Some of the lines below need repeating. Reproduce exactly those between the lines holding "repository 76731067491e4162" and "debug_assert!(stage > self.stage);", inclusive.

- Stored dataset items
********
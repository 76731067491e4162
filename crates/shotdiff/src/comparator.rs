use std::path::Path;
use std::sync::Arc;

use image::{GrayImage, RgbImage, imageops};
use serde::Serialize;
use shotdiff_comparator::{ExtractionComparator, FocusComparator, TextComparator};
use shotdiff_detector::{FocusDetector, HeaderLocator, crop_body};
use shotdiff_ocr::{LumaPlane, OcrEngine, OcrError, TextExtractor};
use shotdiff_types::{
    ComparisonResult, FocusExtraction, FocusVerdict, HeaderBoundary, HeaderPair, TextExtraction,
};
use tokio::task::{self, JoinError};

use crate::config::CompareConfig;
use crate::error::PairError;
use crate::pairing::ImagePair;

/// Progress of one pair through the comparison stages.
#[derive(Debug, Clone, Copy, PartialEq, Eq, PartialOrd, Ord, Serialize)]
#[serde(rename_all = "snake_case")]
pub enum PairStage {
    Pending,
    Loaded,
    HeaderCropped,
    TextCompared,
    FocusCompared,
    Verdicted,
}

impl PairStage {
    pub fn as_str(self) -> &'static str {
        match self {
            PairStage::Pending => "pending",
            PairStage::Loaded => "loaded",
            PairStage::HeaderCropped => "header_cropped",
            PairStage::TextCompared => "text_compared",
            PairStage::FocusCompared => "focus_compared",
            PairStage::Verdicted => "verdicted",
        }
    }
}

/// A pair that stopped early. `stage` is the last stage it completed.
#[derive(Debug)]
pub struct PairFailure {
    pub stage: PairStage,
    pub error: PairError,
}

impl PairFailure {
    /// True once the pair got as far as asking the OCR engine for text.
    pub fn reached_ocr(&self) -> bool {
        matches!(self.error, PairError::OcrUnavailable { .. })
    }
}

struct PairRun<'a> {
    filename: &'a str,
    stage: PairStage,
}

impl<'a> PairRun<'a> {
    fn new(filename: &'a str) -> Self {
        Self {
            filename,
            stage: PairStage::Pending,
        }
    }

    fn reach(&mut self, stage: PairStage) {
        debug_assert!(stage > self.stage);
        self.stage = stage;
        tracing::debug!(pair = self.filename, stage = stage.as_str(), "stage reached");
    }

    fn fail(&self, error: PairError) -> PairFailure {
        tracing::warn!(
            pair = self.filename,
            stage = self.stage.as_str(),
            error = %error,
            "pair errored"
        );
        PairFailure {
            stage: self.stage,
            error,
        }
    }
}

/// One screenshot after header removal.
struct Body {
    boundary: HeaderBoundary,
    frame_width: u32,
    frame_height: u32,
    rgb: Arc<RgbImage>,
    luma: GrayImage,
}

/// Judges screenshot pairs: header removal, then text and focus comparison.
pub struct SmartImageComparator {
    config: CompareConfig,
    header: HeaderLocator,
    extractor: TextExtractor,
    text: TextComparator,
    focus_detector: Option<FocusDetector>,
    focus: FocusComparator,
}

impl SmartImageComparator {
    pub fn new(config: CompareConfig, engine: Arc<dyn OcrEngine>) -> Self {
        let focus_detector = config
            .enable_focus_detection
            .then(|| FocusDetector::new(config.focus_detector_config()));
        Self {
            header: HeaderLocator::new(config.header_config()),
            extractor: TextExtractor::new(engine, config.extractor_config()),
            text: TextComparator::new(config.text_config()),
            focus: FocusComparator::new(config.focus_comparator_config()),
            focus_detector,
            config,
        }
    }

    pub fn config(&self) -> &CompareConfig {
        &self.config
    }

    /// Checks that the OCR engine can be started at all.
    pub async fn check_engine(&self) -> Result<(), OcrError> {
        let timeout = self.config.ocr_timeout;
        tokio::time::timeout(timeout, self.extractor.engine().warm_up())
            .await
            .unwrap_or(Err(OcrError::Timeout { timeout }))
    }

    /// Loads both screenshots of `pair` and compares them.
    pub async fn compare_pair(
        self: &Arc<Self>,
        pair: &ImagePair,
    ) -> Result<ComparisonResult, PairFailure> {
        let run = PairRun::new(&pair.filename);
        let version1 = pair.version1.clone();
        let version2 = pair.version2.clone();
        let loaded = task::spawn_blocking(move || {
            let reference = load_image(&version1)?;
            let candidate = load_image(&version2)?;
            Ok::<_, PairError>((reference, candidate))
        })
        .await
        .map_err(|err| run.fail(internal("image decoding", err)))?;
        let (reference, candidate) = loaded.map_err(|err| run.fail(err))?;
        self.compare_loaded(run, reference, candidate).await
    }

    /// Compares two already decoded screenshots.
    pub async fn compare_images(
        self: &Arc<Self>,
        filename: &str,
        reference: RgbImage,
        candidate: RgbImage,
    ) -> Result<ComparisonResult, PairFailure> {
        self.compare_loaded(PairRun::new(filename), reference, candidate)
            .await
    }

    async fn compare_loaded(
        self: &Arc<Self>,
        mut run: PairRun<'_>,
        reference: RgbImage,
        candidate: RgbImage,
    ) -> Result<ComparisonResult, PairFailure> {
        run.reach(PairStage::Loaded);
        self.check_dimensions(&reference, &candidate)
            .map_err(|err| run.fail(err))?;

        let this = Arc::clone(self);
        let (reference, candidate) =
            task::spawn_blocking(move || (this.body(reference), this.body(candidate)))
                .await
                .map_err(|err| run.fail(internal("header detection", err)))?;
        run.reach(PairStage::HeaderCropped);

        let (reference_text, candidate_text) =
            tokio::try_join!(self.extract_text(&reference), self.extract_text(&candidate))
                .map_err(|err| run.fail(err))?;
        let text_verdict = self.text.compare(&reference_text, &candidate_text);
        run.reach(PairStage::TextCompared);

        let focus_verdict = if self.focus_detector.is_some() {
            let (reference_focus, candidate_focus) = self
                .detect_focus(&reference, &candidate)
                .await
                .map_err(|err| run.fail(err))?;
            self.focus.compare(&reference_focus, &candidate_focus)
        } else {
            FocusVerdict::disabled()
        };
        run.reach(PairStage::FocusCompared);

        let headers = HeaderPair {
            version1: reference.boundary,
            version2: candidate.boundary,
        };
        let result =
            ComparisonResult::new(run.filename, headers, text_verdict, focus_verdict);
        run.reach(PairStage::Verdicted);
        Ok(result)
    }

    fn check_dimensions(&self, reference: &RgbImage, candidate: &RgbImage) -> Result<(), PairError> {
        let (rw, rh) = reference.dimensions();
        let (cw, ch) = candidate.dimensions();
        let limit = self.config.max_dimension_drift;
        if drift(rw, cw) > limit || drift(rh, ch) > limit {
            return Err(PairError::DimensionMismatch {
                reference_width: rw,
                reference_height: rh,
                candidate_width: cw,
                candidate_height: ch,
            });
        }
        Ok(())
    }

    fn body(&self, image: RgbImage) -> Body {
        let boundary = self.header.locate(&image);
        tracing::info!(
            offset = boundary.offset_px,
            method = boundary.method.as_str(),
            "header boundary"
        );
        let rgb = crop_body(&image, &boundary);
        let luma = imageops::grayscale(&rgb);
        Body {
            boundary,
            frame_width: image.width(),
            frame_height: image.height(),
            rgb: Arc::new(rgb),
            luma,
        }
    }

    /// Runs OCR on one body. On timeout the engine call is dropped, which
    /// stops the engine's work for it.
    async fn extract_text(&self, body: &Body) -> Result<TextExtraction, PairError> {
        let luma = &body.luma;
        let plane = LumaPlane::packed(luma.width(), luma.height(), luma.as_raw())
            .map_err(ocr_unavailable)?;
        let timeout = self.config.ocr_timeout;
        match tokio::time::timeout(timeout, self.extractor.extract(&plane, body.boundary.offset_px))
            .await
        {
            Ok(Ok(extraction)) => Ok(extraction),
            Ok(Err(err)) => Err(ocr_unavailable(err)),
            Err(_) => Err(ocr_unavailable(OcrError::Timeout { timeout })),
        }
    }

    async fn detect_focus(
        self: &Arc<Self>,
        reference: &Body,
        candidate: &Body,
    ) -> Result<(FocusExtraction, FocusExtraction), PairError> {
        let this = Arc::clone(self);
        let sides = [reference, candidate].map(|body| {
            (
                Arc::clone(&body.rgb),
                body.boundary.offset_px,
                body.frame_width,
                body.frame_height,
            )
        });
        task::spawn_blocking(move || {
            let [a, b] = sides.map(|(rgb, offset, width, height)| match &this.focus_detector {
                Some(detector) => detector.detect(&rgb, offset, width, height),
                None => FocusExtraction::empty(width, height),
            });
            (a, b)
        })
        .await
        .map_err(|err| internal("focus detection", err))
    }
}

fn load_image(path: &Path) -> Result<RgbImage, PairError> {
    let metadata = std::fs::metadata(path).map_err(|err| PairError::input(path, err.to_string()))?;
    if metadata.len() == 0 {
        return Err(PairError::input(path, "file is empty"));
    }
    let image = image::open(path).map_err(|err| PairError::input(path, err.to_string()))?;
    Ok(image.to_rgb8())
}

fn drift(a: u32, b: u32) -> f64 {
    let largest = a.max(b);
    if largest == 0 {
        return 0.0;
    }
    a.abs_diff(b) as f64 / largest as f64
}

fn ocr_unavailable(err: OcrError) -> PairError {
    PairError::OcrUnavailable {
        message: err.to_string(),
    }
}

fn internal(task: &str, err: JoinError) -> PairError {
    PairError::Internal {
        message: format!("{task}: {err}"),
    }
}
********
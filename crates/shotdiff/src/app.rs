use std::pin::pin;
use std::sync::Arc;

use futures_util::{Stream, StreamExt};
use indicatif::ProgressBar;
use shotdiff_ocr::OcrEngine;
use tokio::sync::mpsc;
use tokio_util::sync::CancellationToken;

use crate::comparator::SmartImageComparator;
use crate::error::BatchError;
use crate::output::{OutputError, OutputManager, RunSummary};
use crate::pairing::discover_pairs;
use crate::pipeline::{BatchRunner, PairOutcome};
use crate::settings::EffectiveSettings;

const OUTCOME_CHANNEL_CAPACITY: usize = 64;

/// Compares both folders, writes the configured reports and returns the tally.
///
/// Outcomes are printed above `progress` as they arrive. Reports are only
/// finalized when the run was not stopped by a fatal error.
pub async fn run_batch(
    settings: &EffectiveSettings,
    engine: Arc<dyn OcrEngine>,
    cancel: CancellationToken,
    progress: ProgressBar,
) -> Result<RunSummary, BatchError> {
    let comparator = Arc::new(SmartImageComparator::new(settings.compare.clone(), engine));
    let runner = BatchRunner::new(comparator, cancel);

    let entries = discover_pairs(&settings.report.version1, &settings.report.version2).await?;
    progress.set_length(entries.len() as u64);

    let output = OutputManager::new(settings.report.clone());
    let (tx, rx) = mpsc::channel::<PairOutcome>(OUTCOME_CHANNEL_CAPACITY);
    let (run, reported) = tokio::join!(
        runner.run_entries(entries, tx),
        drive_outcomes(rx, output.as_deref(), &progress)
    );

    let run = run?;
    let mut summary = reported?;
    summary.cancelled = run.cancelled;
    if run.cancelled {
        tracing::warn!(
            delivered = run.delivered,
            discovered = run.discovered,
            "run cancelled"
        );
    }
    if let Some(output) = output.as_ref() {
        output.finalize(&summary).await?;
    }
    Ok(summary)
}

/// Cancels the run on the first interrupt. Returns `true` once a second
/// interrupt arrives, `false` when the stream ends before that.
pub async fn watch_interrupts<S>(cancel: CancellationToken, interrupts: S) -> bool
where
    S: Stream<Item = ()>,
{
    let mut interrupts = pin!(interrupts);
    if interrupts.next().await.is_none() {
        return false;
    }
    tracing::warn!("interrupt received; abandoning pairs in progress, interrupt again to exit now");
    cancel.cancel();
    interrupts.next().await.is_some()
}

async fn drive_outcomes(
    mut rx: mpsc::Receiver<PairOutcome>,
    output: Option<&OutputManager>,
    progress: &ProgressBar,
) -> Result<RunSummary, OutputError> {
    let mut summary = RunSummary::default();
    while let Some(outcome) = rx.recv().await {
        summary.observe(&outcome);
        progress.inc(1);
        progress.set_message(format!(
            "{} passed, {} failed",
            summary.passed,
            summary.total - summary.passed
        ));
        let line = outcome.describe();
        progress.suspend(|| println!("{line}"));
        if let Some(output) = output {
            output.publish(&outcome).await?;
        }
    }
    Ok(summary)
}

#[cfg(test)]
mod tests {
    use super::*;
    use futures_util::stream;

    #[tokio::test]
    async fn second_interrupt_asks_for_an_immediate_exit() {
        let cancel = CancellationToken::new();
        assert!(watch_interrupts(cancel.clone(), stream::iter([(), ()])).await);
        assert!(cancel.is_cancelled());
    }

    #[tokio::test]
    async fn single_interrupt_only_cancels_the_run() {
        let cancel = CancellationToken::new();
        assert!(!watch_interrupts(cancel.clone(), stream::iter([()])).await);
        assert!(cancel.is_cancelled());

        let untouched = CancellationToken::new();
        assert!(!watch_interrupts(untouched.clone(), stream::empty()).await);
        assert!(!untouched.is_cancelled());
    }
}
********
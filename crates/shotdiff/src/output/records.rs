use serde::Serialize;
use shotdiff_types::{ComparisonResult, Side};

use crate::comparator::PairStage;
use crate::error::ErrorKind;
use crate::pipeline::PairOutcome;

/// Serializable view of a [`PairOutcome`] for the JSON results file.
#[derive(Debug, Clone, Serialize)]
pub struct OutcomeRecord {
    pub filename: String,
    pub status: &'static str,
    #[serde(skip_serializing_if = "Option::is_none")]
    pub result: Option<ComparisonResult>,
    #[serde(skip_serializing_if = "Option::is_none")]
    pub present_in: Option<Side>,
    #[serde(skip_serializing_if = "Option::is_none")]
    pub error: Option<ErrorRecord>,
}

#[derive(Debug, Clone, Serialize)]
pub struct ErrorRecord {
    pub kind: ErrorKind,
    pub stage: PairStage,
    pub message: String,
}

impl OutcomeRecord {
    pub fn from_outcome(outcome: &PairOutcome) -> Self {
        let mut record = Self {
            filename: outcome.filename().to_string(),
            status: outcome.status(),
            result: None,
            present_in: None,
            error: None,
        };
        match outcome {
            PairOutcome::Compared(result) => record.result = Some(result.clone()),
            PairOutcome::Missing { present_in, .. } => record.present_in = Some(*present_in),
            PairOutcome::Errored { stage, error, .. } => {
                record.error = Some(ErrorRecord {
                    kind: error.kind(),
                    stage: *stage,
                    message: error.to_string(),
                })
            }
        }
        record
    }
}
********
- Response to this task
repository 76731067491e4162
filename crates/shotdiff/src/comparator.rs
use std::path::Path;
use std::sync::Arc;

use image::{GrayImage, RgbImage, imageops};
use serde::Serialize;
use shotdiff_comparator::{ExtractionComparator, FocusComparator, TextComparator};
use shotdiff_detector::{FocusDetector, HeaderLocator, crop_body};
use shotdiff_ocr::{LumaPlane, OcrEngine, OcrError, TextExtractor};
use shotdiff_types::{
    ComparisonResult, FocusExtraction, FocusVerdict, HeaderBoundary, HeaderPair, TextExtraction,
};
use tokio::task::{self, JoinError};

use crate::config::CompareConfig;
use crate::error::PairError;
use crate::pairing::ImagePair;

/// Progress of one pair through the comparison stages.
#[derive(Debug, Clone, Copy, PartialEq, Eq, PartialOrd, Ord, Serialize)]
#[serde(rename_all = "snake_case")]
pub enum PairStage {
    Pending,
    Loaded,
    HeaderCropped,
    TextCompared,
    FocusCompared,
    Verdicted,
}

impl PairStage {
    pub fn as_str(self) -> &'static str {
        match self {
            PairStage::Pending => "pending",
            PairStage::Loaded => "loaded",
            PairStage::HeaderCropped => "header_cropped",
            PairStage::TextCompared => "text_compared",
            PairStage::FocusCompared => "focus_compared",
            PairStage::Verdicted => "verdicted",
        }
    }
}

/// A pair that stopped early. `stage` is the last stage it completed.
#[derive(Debug)]
pub struct PairFailure {
    pub stage: PairStage,
    pub error: PairError,
}

impl PairFailure {
    /// True once the pair got as far as asking the OCR engine for text.
    pub fn reached_ocr(&self) -> bool {
        matches!(self.error, PairError::OcrUnavailable { .. })
    }
}

struct PairRun<'a> {
    filename: &'a str,
    stage: PairStage,
}

impl<'a> PairRun<'a> {
    fn new(filename: &'a str) -> Self {
        Self {
            filename,
            stage: PairStage::Pending,
        }
    }

    fn reach(&mut self, stage: PairStage) {
        debug_assert!(stage > self.stage);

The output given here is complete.